• [LISTED ENTRIES]:
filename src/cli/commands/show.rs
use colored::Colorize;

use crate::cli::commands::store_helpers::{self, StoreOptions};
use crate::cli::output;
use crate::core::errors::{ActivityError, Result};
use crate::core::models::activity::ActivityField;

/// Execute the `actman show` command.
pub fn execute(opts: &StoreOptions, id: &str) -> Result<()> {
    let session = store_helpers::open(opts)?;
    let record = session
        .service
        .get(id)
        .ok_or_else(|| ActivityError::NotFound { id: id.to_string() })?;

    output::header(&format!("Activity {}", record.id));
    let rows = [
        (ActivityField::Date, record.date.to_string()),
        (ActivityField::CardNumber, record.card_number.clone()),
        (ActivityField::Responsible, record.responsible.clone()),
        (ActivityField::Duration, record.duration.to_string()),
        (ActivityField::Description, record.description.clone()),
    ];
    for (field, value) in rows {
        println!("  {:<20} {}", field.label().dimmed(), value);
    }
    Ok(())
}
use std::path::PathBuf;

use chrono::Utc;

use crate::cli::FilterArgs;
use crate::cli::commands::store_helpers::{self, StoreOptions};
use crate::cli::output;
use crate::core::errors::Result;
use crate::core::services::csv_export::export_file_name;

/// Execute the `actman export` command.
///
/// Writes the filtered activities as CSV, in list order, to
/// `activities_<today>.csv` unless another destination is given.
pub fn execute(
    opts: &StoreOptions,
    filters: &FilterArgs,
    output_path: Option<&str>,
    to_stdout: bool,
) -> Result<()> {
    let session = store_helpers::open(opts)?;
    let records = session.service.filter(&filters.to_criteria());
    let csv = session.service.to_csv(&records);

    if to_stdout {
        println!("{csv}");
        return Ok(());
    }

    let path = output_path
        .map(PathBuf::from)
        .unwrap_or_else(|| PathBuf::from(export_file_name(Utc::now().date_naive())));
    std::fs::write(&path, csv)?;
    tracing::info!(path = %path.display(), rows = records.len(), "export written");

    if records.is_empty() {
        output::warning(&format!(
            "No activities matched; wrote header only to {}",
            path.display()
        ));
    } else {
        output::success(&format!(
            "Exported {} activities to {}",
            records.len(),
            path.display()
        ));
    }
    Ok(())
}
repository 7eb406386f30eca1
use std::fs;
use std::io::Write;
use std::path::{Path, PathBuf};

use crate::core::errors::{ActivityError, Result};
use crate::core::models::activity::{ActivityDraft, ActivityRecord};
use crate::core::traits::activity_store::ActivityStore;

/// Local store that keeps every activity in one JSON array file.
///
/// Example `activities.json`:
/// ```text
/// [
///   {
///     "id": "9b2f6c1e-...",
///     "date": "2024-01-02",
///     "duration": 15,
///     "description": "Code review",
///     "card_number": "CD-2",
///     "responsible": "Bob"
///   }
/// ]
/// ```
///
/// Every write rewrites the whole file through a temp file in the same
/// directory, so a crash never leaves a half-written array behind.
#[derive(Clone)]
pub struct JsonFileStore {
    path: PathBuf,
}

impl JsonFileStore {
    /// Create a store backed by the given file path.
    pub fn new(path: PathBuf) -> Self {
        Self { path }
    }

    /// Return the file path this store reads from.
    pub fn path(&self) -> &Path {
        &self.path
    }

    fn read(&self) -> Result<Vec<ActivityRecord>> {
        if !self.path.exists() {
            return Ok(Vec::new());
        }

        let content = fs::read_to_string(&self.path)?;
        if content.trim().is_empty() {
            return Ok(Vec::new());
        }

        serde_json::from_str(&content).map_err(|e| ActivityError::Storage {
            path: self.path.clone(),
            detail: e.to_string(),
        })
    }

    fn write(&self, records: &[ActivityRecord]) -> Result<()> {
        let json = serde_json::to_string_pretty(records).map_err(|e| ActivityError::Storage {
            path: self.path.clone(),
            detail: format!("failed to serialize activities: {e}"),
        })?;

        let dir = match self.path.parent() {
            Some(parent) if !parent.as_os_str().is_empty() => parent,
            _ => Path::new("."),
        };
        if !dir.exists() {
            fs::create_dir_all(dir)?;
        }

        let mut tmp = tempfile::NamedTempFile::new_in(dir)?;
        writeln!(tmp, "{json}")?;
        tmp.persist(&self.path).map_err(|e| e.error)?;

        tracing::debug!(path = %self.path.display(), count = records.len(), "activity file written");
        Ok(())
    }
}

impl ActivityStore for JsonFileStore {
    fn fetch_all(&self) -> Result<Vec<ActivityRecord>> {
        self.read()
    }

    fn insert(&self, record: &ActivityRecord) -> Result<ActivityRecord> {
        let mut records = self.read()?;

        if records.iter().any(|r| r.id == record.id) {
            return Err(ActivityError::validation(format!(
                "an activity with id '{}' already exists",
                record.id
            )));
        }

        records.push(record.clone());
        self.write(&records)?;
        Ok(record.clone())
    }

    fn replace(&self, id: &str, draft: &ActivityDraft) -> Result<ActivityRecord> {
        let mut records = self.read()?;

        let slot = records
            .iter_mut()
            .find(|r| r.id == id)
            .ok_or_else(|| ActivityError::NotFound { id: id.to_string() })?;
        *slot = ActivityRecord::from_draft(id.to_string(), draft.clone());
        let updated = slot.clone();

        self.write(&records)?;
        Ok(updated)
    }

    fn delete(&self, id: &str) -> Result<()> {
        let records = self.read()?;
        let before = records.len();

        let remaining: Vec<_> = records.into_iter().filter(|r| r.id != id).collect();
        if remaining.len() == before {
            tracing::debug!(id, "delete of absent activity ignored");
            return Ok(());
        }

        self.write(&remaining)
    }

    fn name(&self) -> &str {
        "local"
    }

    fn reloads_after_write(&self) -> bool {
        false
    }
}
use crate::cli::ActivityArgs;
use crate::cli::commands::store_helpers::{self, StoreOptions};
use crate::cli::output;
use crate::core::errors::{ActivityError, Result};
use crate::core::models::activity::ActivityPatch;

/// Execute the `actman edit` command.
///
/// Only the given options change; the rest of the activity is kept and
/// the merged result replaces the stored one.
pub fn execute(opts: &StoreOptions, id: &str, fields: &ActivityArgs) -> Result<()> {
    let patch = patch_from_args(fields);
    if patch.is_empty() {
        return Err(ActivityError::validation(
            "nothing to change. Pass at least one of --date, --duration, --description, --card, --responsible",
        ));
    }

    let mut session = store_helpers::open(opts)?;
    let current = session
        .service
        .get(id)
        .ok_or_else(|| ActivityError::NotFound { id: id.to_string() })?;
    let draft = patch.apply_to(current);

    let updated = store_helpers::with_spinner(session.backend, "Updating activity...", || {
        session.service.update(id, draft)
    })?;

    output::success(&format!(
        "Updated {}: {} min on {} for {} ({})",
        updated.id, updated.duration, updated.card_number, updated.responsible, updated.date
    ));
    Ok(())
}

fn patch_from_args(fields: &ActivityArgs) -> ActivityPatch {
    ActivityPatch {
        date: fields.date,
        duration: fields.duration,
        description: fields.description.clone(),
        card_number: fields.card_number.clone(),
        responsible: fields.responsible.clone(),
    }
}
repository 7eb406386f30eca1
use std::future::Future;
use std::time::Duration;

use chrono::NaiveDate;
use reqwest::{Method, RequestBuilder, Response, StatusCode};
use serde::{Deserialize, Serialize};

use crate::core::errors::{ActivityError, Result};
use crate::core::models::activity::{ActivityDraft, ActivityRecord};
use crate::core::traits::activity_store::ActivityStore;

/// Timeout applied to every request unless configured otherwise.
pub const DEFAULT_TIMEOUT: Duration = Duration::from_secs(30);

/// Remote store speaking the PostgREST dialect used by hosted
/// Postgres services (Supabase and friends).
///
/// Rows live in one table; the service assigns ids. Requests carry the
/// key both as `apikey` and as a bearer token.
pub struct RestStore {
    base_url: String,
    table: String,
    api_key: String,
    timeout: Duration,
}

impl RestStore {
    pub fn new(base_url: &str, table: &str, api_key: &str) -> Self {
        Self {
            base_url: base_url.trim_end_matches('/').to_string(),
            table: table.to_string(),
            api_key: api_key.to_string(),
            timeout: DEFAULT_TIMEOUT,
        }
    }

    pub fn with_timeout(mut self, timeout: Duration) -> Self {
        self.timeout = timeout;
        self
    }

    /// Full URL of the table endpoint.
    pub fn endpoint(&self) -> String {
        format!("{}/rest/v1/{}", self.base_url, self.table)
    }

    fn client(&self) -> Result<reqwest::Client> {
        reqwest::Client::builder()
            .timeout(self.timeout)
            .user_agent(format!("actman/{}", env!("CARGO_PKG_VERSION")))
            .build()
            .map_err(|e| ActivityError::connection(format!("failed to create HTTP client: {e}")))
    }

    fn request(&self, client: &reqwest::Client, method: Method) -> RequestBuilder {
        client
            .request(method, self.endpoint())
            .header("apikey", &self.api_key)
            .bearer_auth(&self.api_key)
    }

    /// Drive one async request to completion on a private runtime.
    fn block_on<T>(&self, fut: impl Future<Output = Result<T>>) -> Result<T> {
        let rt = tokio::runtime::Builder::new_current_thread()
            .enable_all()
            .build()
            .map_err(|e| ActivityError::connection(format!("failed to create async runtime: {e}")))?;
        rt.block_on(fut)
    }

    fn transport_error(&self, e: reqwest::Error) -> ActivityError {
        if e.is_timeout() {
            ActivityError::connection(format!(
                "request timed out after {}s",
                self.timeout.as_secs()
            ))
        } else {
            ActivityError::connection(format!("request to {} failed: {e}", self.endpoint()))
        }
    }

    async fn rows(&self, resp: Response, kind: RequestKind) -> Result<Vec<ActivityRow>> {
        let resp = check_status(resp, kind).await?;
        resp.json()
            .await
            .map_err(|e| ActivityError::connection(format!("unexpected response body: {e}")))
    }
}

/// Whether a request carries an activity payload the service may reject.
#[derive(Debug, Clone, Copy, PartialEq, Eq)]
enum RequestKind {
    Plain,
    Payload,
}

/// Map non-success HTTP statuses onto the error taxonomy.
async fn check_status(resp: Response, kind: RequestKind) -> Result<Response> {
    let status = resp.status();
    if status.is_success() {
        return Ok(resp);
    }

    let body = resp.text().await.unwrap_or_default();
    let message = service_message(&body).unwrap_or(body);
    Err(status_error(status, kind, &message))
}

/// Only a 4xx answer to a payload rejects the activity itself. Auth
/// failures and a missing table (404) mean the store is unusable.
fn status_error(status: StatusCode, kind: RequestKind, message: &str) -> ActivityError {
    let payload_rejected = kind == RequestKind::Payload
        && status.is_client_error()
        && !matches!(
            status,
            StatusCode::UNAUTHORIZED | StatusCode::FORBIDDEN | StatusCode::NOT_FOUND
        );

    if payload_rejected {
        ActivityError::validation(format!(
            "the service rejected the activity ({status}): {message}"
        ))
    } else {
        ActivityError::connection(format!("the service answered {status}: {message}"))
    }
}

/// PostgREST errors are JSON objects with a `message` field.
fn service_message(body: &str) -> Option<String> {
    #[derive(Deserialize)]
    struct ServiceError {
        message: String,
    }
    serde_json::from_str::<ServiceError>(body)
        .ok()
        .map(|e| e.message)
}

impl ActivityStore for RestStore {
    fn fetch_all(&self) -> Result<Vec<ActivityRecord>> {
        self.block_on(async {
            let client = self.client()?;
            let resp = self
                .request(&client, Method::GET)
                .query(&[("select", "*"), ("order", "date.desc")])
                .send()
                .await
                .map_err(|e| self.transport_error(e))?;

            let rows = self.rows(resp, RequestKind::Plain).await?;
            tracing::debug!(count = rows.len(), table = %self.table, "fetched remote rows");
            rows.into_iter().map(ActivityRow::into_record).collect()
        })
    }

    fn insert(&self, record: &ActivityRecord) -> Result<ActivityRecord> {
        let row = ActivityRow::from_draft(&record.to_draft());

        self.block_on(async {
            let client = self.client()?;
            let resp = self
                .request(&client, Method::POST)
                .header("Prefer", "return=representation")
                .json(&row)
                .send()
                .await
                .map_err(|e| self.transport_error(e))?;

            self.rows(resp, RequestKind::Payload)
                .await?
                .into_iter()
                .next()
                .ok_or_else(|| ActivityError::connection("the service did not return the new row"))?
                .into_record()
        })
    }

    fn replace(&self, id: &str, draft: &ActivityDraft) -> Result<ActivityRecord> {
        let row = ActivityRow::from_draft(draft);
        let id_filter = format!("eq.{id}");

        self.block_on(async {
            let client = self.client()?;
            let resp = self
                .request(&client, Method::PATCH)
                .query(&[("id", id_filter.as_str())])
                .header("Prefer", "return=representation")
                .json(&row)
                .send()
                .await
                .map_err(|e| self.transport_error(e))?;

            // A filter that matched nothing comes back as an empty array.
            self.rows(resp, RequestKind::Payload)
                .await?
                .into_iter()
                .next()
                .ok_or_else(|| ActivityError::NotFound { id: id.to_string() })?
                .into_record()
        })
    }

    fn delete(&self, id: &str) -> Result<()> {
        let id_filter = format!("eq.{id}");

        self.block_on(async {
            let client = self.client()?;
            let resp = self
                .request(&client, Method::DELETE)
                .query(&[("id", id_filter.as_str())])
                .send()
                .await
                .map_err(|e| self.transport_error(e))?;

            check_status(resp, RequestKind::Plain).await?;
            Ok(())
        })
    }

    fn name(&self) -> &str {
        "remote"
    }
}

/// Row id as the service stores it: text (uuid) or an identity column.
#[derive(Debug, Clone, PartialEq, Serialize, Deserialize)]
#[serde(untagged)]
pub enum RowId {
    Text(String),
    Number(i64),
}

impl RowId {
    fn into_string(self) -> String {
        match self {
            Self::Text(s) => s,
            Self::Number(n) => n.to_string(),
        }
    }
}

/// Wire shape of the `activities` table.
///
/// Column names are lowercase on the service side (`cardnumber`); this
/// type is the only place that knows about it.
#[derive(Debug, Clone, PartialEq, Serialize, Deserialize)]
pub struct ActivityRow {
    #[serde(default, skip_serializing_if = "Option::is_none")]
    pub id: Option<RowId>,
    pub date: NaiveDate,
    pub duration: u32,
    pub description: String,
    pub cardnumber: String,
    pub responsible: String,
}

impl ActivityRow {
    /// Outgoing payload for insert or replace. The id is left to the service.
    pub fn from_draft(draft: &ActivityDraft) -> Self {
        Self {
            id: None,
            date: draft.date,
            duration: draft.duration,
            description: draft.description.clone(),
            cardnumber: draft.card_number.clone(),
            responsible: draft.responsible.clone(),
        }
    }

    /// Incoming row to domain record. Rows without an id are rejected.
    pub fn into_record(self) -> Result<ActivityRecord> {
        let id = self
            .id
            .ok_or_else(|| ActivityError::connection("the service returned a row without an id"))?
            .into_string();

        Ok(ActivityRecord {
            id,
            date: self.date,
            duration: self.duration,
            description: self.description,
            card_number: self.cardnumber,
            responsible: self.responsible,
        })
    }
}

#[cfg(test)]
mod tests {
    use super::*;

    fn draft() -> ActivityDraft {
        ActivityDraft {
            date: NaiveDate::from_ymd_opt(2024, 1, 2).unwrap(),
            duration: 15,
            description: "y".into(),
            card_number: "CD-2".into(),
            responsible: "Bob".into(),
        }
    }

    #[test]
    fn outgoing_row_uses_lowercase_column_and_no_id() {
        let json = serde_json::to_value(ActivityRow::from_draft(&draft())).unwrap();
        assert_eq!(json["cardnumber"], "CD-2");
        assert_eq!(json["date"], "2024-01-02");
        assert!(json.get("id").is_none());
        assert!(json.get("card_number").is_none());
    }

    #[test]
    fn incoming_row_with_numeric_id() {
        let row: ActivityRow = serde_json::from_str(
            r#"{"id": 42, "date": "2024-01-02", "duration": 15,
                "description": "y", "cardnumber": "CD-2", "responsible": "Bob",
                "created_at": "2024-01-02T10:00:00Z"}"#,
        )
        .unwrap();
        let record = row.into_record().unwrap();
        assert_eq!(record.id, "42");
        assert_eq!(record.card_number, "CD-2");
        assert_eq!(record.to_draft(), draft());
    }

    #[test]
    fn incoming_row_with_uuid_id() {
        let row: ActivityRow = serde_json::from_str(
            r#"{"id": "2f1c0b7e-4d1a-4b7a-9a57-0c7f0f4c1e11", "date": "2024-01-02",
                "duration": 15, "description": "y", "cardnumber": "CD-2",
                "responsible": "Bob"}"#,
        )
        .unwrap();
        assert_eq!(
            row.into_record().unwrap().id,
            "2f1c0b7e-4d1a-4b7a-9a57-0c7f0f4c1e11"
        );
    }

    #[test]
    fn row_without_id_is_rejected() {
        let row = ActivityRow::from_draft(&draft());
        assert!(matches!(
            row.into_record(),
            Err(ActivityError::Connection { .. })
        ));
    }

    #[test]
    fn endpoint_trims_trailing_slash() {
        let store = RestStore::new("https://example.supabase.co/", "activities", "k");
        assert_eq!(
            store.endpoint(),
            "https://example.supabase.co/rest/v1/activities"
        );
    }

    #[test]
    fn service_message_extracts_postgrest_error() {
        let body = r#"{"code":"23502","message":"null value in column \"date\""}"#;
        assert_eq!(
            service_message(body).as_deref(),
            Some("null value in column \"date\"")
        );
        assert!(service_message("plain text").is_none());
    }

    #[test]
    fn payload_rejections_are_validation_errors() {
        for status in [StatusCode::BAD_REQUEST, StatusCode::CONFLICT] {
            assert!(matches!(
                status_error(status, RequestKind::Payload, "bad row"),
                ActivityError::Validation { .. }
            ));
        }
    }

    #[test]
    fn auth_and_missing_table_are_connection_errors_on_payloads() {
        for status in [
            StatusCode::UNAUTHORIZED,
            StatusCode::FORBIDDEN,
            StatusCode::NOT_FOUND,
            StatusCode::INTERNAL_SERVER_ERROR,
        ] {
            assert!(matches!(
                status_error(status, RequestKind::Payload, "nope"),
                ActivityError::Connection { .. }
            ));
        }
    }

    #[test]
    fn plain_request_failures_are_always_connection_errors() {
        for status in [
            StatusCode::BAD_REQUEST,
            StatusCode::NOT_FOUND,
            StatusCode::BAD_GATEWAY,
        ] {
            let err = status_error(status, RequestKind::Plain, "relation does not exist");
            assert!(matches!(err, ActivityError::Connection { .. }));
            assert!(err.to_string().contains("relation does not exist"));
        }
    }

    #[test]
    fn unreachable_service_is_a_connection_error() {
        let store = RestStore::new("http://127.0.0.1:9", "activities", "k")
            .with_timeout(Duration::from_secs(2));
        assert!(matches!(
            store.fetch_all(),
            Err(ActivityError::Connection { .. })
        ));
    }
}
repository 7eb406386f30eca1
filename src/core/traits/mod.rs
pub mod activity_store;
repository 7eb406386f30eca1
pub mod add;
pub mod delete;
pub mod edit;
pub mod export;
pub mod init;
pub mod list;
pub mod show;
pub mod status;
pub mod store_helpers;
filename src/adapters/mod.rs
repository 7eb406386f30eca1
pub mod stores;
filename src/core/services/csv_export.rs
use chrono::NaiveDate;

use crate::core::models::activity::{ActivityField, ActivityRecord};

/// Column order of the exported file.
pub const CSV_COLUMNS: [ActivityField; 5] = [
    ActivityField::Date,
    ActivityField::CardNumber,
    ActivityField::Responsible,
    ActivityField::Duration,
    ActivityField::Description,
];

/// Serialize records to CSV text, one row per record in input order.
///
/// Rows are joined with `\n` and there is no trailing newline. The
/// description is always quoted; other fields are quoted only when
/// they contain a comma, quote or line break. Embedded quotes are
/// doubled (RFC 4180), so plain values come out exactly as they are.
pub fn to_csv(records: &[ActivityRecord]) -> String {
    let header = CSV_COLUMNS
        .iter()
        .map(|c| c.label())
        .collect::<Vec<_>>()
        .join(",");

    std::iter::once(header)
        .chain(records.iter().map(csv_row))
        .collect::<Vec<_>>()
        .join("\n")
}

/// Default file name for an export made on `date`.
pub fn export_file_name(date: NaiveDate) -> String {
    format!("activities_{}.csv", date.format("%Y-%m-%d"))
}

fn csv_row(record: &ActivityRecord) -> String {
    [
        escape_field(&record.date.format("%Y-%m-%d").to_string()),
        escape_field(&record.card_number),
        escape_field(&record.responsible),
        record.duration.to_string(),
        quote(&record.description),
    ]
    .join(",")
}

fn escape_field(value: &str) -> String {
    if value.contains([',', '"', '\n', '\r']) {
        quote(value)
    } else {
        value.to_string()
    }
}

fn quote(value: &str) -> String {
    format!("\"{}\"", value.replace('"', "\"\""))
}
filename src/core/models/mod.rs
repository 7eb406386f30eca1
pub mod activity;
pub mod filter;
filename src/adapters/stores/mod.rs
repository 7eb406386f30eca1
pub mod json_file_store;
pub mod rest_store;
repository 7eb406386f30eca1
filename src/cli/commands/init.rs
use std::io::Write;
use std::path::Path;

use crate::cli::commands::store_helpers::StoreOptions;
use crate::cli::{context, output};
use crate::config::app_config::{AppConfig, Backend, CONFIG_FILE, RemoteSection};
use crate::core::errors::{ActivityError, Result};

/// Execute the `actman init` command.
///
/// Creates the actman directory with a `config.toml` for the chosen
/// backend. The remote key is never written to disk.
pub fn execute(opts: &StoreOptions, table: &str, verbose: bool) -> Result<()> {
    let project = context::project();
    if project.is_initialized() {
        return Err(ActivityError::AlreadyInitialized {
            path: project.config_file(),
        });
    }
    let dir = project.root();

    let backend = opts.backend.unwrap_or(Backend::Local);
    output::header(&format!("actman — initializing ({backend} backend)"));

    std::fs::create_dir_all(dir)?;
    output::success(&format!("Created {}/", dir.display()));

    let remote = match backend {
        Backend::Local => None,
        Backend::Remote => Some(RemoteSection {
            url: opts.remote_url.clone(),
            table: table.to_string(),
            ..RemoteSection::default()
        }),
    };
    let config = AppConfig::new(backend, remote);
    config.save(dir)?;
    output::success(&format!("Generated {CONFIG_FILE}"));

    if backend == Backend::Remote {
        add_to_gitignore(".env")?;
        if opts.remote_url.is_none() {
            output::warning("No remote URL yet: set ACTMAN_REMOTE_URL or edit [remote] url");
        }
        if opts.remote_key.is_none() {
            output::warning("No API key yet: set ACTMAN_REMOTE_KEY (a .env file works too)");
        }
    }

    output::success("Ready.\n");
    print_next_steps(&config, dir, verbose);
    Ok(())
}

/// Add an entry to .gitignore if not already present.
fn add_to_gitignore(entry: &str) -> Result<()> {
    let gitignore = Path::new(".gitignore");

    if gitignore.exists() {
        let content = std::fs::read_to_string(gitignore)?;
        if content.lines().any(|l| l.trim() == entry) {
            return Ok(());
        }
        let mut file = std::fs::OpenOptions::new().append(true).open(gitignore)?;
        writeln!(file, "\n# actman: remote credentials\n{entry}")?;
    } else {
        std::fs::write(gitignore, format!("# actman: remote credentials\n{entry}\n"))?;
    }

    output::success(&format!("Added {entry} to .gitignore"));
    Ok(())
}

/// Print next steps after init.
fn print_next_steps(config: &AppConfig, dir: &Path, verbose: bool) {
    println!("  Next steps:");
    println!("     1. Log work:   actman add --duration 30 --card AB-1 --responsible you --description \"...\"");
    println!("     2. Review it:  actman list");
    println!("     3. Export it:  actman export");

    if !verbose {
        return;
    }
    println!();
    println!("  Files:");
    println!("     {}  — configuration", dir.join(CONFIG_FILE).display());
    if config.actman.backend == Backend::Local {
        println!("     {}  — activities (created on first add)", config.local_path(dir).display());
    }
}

• [TO DO]:
Your output should be the listing's lines, exact and complete, from its first line to the line that contains "for (field, value)", inclusive.

• [EXPECTED ANSWER]:
filename src/cli/commands/show.rs
use colored::Colorize;

use crate::cli::commands::store_helpers::{self, StoreOptions};
use crate::cli::output;
use crate::core::errors::{ActivityError, Result};
use crate::core::models::activity::ActivityField;

/// Execute the `actman show` command.
pub fn execute(opts: &StoreOptions, id: &str) -> Result<()> {
    let session = store_helpers::open(opts)?;
    let record = session
        .service
        .get(id)
        .ok_or_else(|| ActivityError::NotFound { id: id.to_string() })?;

    output::header(&format!("Activity {}", record.id));
    let rows = [
        (ActivityField::Date, record.date.to_string()),
        (ActivityField::CardNumber, record.card_number.clone()),
        (ActivityField::Responsible, record.responsible.clone()),
        (ActivityField::Duration, record.duration.to_string()),
        (ActivityField::Description, record.description.clone()),
    ];
    for (field, value) in rows {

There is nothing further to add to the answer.